On our recent trip to Lake Como, we were bored. 

It was raining, and it had rained for two days, and I had brought a swimsuit for no reason.  My shoes were waterlogged from attempting to tour villas and walk through gardens. After visiting every indoor attraction around Lake Como, short of breaking into George Clooney’s villa, we were exasperated. Where was the sun? Where was my suntan? 

At the exorbitantly priced Bed and Breakfast Mr. Nolandia asked owner, yet again, what we could do that day. I think he had grown tired of us and our stupid questions too. There  just isn’t a whole lot to do in Lake Como when there is an unexpected monsoon season, after all, and he’d given the two of us every pamphlet on the desk. So, he suggested we drive to Switzerland.
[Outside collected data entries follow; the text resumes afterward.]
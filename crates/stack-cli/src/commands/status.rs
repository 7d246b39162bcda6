//! Status command: what the engine currently reports

use colored::Colorize;
use serde::Serialize;
use stack_core::ResourceKind;
use stack_engine::{LiveState, PollReport};
use std::collections::BTreeSet;

use crate::context::AppContext;
use crate::error::Result;

#[derive(Debug, Serialize)]
struct StatusReport {
    containers: BTreeSet<String>,
    networks: BTreeSet<String>,
    volumes: BTreeSet<String>,
    failed: Vec<ResourceKind>,
}

/// Run the status command
pub fn run_status(ctx: &AppContext, json: bool) -> Result<()> {
    let state = LiveState::new();
    let poll = state.poll(&ctx.query());
    let report = StatusReport::new(&state, &poll);

    if json {
        println!("{}", serde_json::to_string_pretty(&report)?);
    } else {
        print!("{}", report.render());
    }
    Ok(())
}

impl StatusReport {
    fn new(state: &LiveState, poll: &PollReport) -> Self {
        let sorted = |kind: ResourceKind| -> BTreeSet<String> {
            state.snapshot(kind).iter().cloned().collect()
        };
        Self {
            containers: sorted(ResourceKind::Container),
            networks: sorted(ResourceKind::Network),
            volumes: sorted(ResourceKind::Volume),
            failed: poll.failed.iter().map(|(kind, _)| *kind).collect(),
        }
    }

    fn render(&self) -> String {
        let sections = [
            (ResourceKind::Container, "Running containers", &self.containers),
            (ResourceKind::Network, "Networks", &self.networks),
            (ResourceKind::Volume, "Volumes", &self.volumes),
        ];

        let mut out = String::new();
        for (kind, heading, names) in sections {
            out.push_str(&format!("{}:\n", heading.bold()));
            if self.failed.contains(&kind) {
                out.push_str(&format!("  {}\n", "unavailable".red()));
            } else if names.is_empty() {
                out.push_str(&format!("  {}\n", "none".dimmed()));
            }
            for name in names {
                out.push_str(&format!("  {} {}\n", "+".green(), name));
            }
        }
        out
    }
}
//! Filesystem abstraction for stackmix
//!
//! Provides normalized paths, locked atomic writes, and format-agnostic
//! loading of settings and state files.

pub mod config;
pub mod constants;
pub mod error;
pub mod expand;
pub mod io;
pub mod path;

pub use config::ConfigStore;
pub use constants::StackPath;
pub use error::{Error, Result};
pub use expand::expand_path;
pub use path::NormalizedPath;
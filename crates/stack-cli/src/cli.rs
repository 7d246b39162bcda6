//! CLI argument parsing using clap derive

use clap::{Parser, Subcommand};
use stack_core::OptionRef;
use std::path::PathBuf;

/// stackmix - Compose deployments from layered YAML fragments
#[derive(Parser, Debug)]
#[command(name = "stackmix")]
#[command(author, version, about, long_about = None)]
pub struct Cli {
    /// Enable verbose output
    #[arg(short, long, global = true)]
    pub verbose: bool,

    /// Settings file (default: ~/.config/stackmix/config.yaml)
    #[arg(long, global = true, value_name = "PATH")]
    pub config: Option<PathBuf>,

    /// Fragment store root, overriding the settings file
    #[arg(long, global = true, env = "STACKMIX_DIR", value_name = "PATH")]
    pub dir: Option<PathBuf>,

    /// Selection state file, overriding the settings file
    #[arg(long, global = true, env = "STACKMIX_STATE", value_name = "PATH")]
    pub state: Option<PathBuf>,

    /// Container engine CLI
    #[arg(
        long,
        global = true,
        env = "STACKMIX_ENGINE",
        default_value = "docker",
        value_name = "PROGRAM"
    )]
    pub engine: String,

    /// The command to run
    #[command(subcommand)]
    pub command: Commands,
}

/// Available commands
#[derive(Subcommand, Debug, Clone, PartialEq, Eq)]
pub enum Commands {
    /// List every option with its toggles and whether it is running
    List {
        /// Output as JSON for scripting
        #[arg(long)]
        json: bool,
    },

    /// Print an option's resolved document
    ///
    /// Examples:
    ///   stackmix show db/postgres
    ///   stackmix show db/postgres --json
    Show {
        /// Option as <category>/<option>
        option: OptionRef,

        /// Output as JSON instead of YAML
        #[arg(long)]
        json: bool,
    },

    /// Print the merged document of every enabled option
    Global {
        /// Output as JSON instead of YAML
        #[arg(long)]
        json: bool,
    },

    /// Print the container, network and volume names an option declares
    Names {
        /// Option as <category>/<option>
        option: OptionRef,

        /// Output as JSON for scripting
        #[arg(long)]
        json: bool,
    },

    /// Enable an option
    Enable {
        /// Option as <category>/<option>
        option: OptionRef,
    },

    /// Disable an option
    Disable {
        /// Option as <category>/<option>
        option: OptionRef,
    },

    /// Flip an option between enabled and disabled
    Toggle {
        /// Option as <category>/<option>
        option: OptionRef,
    },

    /// Activate or deactivate an addon of an option
    ///
    /// Examples:
    ///   stackmix addon db/postgres network
    ///   stackmix addon db/postgres network --off
    Addon {
        /// Option as <category>/<option>
        option: OptionRef,

        /// Addon name
        addon: String,

        /// Deactivate instead of activate
        #[arg(long)]
        off: bool,
    },

    /// Show the containers, networks and volumes the engine reports
    Status {
        /// Output as JSON for scripting
        #[arg(long)]
        json: bool,
    },

    /// Apply the global document (`compose up -d`)
    Up,

    /// Tear down the global document (`compose down`)
    Down,

    /// Start an option's containers
    Start {
        /// Option as <category>/<option>
        option: OptionRef,
    },

    /// Stop an option's containers
    Stop {
        /// Option as <category>/<option>
        option: OptionRef,
    },

    /// Restart an option's containers
    Restart {
        /// Option as <category>/<option>
        option: OptionRef,
    },

    /// Pull the images an option uses
    Pull {
        /// Option as <category>/<option>
        option: OptionRef,
    },

    /// Keep polling the engine and reprint the option table on each refresh
    ///
    /// Press Enter (or close stdin) to stop.
    Watch {
        /// Seconds between polls, overriding the settings file
        #[arg(long, value_name = "SECS")]
        interval: Option<u64>,
    },
}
You know, no big deal, just drive to another country for the day. 

And so we did. A forty minute jaunt on a road took us straight from Sala Comacina on Lake Como to Lugano  in Switzerland. We were there inside an hour. And it was….exactly the same. Except that some people spoke German along with Italian and English. Lake Lugano was similar to Lake Como, the architecture was similar, the food was…exactly the same. The only thing that was different was the price of everything because Swiss Francs are stronger than Euros or dollars. 

But it was a different country, on a whim, in the middle of the day, and surely that was something. And it was drizzling here instead of outright raining, and though it was still cold, it was thrilling to think that in less than an hour we had entered a completely different place, while the people around me had only walked from their office to lunch. We decided to  stop to eat as well, hiking up to the top of a curving cobblestoned street, looking for a pasta place an Italian friend had recommended. We ate outside, as the rain had cleared and awkwardly eavesdropped on a Russian man tell stories about the Soviet occupation of Hungary in the early ‘90s to an Austrian woman, English being their shared language. 

Afterward we climbed higher, passing by a church that looked as though its only use was as a clock tower, and curving around the left, Lake Lugano sat below me, and all of the little houses and building were thrown around on the lush green of the landscape like so much confetti. 

And, that was it. It was time to drive back. But, of course, getting home couldn’t be as easy as getting there. The GPS would go out when our internet quit working, and we would get stuck on minuscule roads in a tiny car going the wrong way down streets that weren’t labeled at all. It should have been expected that we would drive around hairpin turns on the sides of mountains with no guardrails to hold my little car from tumbling down the Alps onto someone’s goat farm or some such thing. 

But, in the end, we made it back.  World travelers in a day. The rain had let up on Lake Como, and the sun peeked out. Instead of bored, the drive had strung me out a bit, and we both craved a little relaxation, which is what Lake Como is perfect for. We grabbed a bottle of Barolo from the last city we'd stayed in, brought it out on the balcony which was suddenly worth the extra euros, and pulled the cork. 

All at once, being bored on Lake Como was exactly what we wanted to be.